WHAT YOU ARE ASKED TO DO:
A faithful transcription of all lines below is the expected answer.

[Records excerpted from a collection]
-----

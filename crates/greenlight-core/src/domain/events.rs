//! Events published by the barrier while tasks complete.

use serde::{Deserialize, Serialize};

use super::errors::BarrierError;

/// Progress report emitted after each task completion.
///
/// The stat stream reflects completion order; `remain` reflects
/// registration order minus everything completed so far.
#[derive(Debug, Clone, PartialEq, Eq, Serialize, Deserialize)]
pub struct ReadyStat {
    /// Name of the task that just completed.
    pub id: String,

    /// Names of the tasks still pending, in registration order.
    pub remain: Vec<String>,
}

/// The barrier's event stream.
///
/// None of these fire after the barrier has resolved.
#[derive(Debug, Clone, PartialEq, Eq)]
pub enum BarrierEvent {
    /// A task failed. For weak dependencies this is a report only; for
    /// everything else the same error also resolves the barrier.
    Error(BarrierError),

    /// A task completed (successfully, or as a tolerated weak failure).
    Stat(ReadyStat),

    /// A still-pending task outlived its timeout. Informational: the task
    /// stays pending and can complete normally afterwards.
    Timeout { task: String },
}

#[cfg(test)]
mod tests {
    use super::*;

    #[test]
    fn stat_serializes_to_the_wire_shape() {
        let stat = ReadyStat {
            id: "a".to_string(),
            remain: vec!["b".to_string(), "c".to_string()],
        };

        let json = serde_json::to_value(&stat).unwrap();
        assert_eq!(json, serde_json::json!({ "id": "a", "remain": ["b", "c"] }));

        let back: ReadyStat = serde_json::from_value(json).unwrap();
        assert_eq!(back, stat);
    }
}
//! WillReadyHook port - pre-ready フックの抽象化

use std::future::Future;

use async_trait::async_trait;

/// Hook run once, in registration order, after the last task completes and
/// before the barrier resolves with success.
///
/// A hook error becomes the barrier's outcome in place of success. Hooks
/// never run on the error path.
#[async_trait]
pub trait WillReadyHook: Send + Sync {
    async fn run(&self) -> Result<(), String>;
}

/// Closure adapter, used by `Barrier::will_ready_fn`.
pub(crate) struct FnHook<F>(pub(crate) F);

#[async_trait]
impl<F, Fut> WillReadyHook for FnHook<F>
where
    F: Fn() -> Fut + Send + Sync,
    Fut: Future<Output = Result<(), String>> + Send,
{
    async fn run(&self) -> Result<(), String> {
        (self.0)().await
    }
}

-----

THE ANSWER:
filename crates/greenlight-core/src/domain/events.rs
//! Events published by the barrier while tasks complete.

use serde::{Deserialize, Serialize};

use super::errors::BarrierError;

/// Progress report emitted after each task completion.
///
/// The stat stream reflects completion order; `remain` reflects
/// registration order minus everything completed so far.
#[derive(Debug, Clone, PartialEq, Eq, Serialize, Deserialize)]
pub struct ReadyStat {
    /// Name of the task that just completed.
    pub id: String,

    /// Names of the tasks still pending, in registration order.
    pub remain: Vec<String>,
}

/// The barrier's event stream.
///
/// None of these fire after the barrier has resolved.
#[derive(Debug, Clone, PartialEq, Eq)]
pub enum BarrierEvent {
    /// A task failed. For weak dependencies this is a report only; for
    /// everything else the same error also resolves the barrier.
    Error(BarrierError),

    /// A task completed (successfully, or as a tolerated weak failure).
    Stat(ReadyStat),

    /// A still-pending task outlived its timeout. Informational: the task
    /// stays pending and can complete normally afterwards.
    Timeout { task: String },
}

#[cfg(test)]
mod tests {
    use super::*;

    #[test]
    fn stat_serializes_to_the_wire_shape() {
        let stat = ReadyStat {
            id: "a".to_string(),
            remain: vec!["b".to_string(), "c".to_string()],
        };

        let json = serde_json::to_value(&stat).unwrap();
        assert_eq!(json, serde_json::json!({ "id": "a", "remain": ["b", "c"] }));

        let back: ReadyStat = serde_json::from_value(json).unwrap();
        assert_eq!(back, stat);
    }
}
//! WillReadyHook port - pre-ready フックの抽象化

use std::future::Future;

use async_trait::async_trait;

/// Hook run once, in registration order, after the last task completes and
/// before the barrier resolves with success.
///
/// A hook error becomes the barrier's outcome in place of success. Hooks
/// never run on the error path.
#[async_trait]
pub trait WillReadyHook: Send + Sync {
    async fn run(&self) -> Result<(), String>;
}

/// Closure adapter, used by `Barrier::will_ready_fn`.
pub(crate) struct FnHook<F>(pub(crate) F);

#[async_trait]
impl<F, Fut> WillReadyHook for FnHook<F>
where
    F: Fn() -> Fut + Send + Sync,
    Fut: Future<Output = Result<(), String>> + Send,
{
    async fn run(&self) -> Result<(), String> {
        (self.0)().await
    }
}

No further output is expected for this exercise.